Flinger
End-to-end encrypted file sharing with ephemeral links and no accounts.
Flinger is a hosted file sharing service where the server is structurally incapable of reading what you upload. Files are encrypted in the browser with AES-256-GCM before a single byte leaves the device. The decryption key lives only in the URL fragment – the # portion that browsers never include in HTTP requests – so neither the app server nor Cloudflare R2 can decrypt what’s stored.
The trust model goes a step further than most “encrypted sharing” tools. File names and MIME types are also encrypted client-side before upload. The server stores only ciphertext, file sizes (needed for limit enforcement), and a proof token derived via HMAC-SHA256 from the key – meaning you have to possess the share URL to even request the encrypted metadata. No accounts, no sign-up, no session tied to an identity.

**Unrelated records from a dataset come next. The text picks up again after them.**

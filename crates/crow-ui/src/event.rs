use std::fmt;
use std::sync::Arc;

use crow_iml::HandlerFn;

use crate::element::Element;
use crate::runtime::UiRuntime;

/// Native implementation of a catalog method: `(runtime, target, sender)`.
pub type MethodFn = Arc<dyn Fn(&UiRuntime, Element, Element) + Send + Sync>;

/// An event handler attached to a widget.
#[derive(Clone)]
pub enum Delegate {
    /// Calls `method` on `target` with the event sender.
    Method { handler_type: String, target: Element, method: String },
    /// Closure built by a compiled instantiator (assignment handlers).
    Closure { handler_type: String, f: HandlerFn<UiRuntime> },
}

impl Delegate {
    pub fn handler_type(&self) -> &str {
        match self {
            Delegate::Method { handler_type, .. } | Delegate::Closure { handler_type, .. } => handler_type,
        }
    }
}

impl fmt::Debug for Delegate {
    fn fmt(&self, f: &mut fmt::Formatter<'_>) -> fmt::Result {
        match self {
            Delegate::Method { target, method, .. } => write!(f, "{target}.{method}()"),
            Delegate::Closure { .. } => f.write_str("<assignments>"),
        }
    }
}

/// Result returned by [`UiRuntime::raise`].
#[derive(Debug, Clone, Copy, PartialEq, Eq)]
pub enum EventResult {
    /// At least one handler ran.
    Consumed,
    /// No handler is attached for the event.
    Ignored,
}

impl EventResult {
    #[inline]
    pub fn is_consumed(self) -> bool {
        self == EventResult::Consumed
    }
}
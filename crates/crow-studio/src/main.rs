//! Crow Studio: compiles an `.iml` document, instantiates it and prints the
//! resulting widget trees.
//!
//! ```text
//! crow-studio ui/main.iml --count 2 --click Save.Clicked --plan
//! ```

use std::path::PathBuf;
use std::sync::Arc;

use anyhow::{Context, bail};
use clap::Parser;
use crow_ui::prelude::*;
use log::{debug, info};

#[derive(Debug, Parser)]
#[command(name = "crow-studio", version, about = "Compile and instantiate Crow markup")]
struct Cli {
    /// Document to compile.
    path: PathBuf,

    /// Number of independent trees to build from the compiled document.
    #[arg(short = 'n', long, default_value_t = 1)]
    count: usize,

    /// Drop bindings whose named target cannot be resolved instead of failing.
    #[arg(long)]
    lenient: bool,

    /// Log filter in `env_logger` syntax, e.g. `crow_iml=debug`.
    #[arg(long)]
    log_filter: Option<String>,

    /// Print the compiled instruction list.
    #[arg(long)]
    plan: bool,

    /// Raise an event on a named widget of every tree, e.g. `Save.Clicked`.
    #[arg(long = "click", value_name = "NAME.EVENT")]
    clicks: Vec<String>,

    /// Data items handed to every `ListBox`.
    #[arg(long, default_value_t = 3)]
    items: usize,
}

fn main() -> anyhow::Result<()> {
    let cli = Cli::parse();
    init_logging(LoggingConfig { env_filter: cli.log_filter.clone(), ..LoggingConfig::default() });

    let catalog = Arc::new(studio_catalog());
    let rt = studio_runtime(Arc::clone(&catalog));

    let root_dir = cli.path.parent().map(PathBuf::from).unwrap_or_default();
    let name = cli
        .path
        .file_name()
        .and_then(|n| n.to_str())
        .with_context(|| format!("`{}` does not name a file", cli.path.display()))?;
    let mode = if cli.lenient { NameResolution::Lenient } else { NameResolution::Strict };
    let ui = Interface::new(Arc::clone(&catalog))
        .with_root(root_dir)
        .with_options(CompileOptions::new().name_resolution(mode));

    let inst = ui.load(name)?;
    info!("compiled `{name}`: <{}>, {} slot(s), {} op(s)", inst.root_type().name, inst.slot_count(), inst.ops().len());
    if cli.plan {
        for op in inst.ops() {
            println!("{op}");
        }
        println!();
    }

    let clicks = cli.clicks.iter().map(|c| parse_click(c)).collect::<anyhow::Result<Vec<_>>>()?;

    for i in 0..cli.count {
        let session = rt.make("Session").context("catalog has no Session type")?;
        rt.set_member_value(&session, "Title", Value::Str(format!("Session {}", i + 1)));
        let root = ui.create_with(&rt, name, Some(session))?;

        for list in lists(&rt, root) {
            let missions: Vec<Element> = (0..cli.items).filter_map(|n| mission(&rt, n)).collect();
            rt.populate(list, &missions);
        }
        for (target, event) in &clicks {
            let Some(sender) = rt.find_descendant_by_name(&root, target) else {
                bail!("no widget named `{target}` in tree {}", i + 1);
            };
            if !rt.raise(sender, event).is_consumed() {
                debug!("{target}.{event} has no handlers");
            }
        }

        println!("── tree {} ──", i + 1);
        print!("{}", dump(&rt, root));
    }

    let stats = rt.stats();
    info!(
        "{} widget(s), {} parent lookup(s), {} method call(s)",
        stats.instances(),
        stats.parent_lookups(),
        stats.method_calls()
    );
    Ok(())
}

// ── Application types ─────────────────────────────────────────────────────

fn studio_catalog() -> TypeCatalog {
    let mut catalog = standard_catalog();
    catalog.register(
        TypeDescriptor::new("Session", Capability::Leaf)
            .doc("Data source of every tree the studio builds.")
            .property("Title", ValueKind::Str, "Session caption.")
            .property("Count", ValueKind::Int, "Incremented by `increment()`.")
            .method("save", "Prints the session title.")
            .method("increment", "Adds one to `Count`."),
    );
    catalog.register(
        TypeDescriptor::new("Mission", Capability::Leaf)
            .doc("A data item shown by list rows.")
            .property("Name", ValueKind::Str, "Mission name.")
            .property("Status", ValueKind::Str, "Progress label.")
            .method("advance", "Marks the mission done."),
    );
    catalog
}

fn studio_runtime(catalog: Arc<TypeCatalog>) -> UiRuntime {
    UiRuntime::new(catalog)
        .with_method("Session", "save", |rt, session, sender| {
            println!("[save] {} (from {sender})", rt.value(session, "Title"));
        })
        .with_method("Session", "increment", |rt, session, _| {
            let count = rt.value(session, "Count").as_f64().unwrap_or(0.0) as i64;
            rt.set_member_value(&session, "Count", Value::Int(count + 1));
        })
        .with_method("Mission", "advance", |rt, mission, _| {
            rt.set_member_value(&mission, "Status", Value::Str("done".into()));
        })
}

fn mission(rt: &UiRuntime, n: usize) -> Option<Element> {
    const NAMES: [&str; 5] = ["Survey", "Relay", "Salvage", "Escort", "Return"];
    let m = rt.make("Mission")?;
    rt.set_member_value(&m, "Name", Value::Str(format!("{} {}", NAMES[n % NAMES.len()], n + 1)));
    rt.set_member_value(&m, "Status", Value::Str("pending".into()));
    Some(m)
}

/// Every `ListBox` in the tree, parents before children.
fn lists(rt: &UiRuntime, root: Element) -> Vec<Element> {
    let mut out = Vec::new();
    let mut stack = vec![root];
    while let Some(e) = stack.pop() {
        if rt.type_name(&e) == "ListBox" {
            out.push(e);
        }
        stack.extend(rt.children(e).into_iter().rev());
    }
    out
}

fn parse_click(arg: &str) -> anyhow::Result<(String, String)> {
    match arg.rsplit_once('.') {
        Some((name, event)) if !name.is_empty() && !event.is_empty() => Ok((name.to_string(), event.to_string())),
        _ => bail!("expected NAME.EVENT, got `{arg}`"),
    }
}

Shares expire after up to 30 days and can be capped at a specific download count. Files are compressed client-side before encryption – Brotli via a lazily-loaded WASM worker, with a gzip fallback – and the compression method travels with the share metadata so the download side decompresses correctly. Multi-file shares bundle up to 20 files under one link.
The backend runs on dedicated Node infrastructure behind Docker, with MongoDB tracking shares and a fingerprint-based abuse layer (hashed IP + browser signals, no raw IPs stored) enforcing per-day upload limits and storage caps. Cleanup of expired shares is intentionally external – a cron job calls a protected HTTP endpoint so the app process never needs an internal scheduler.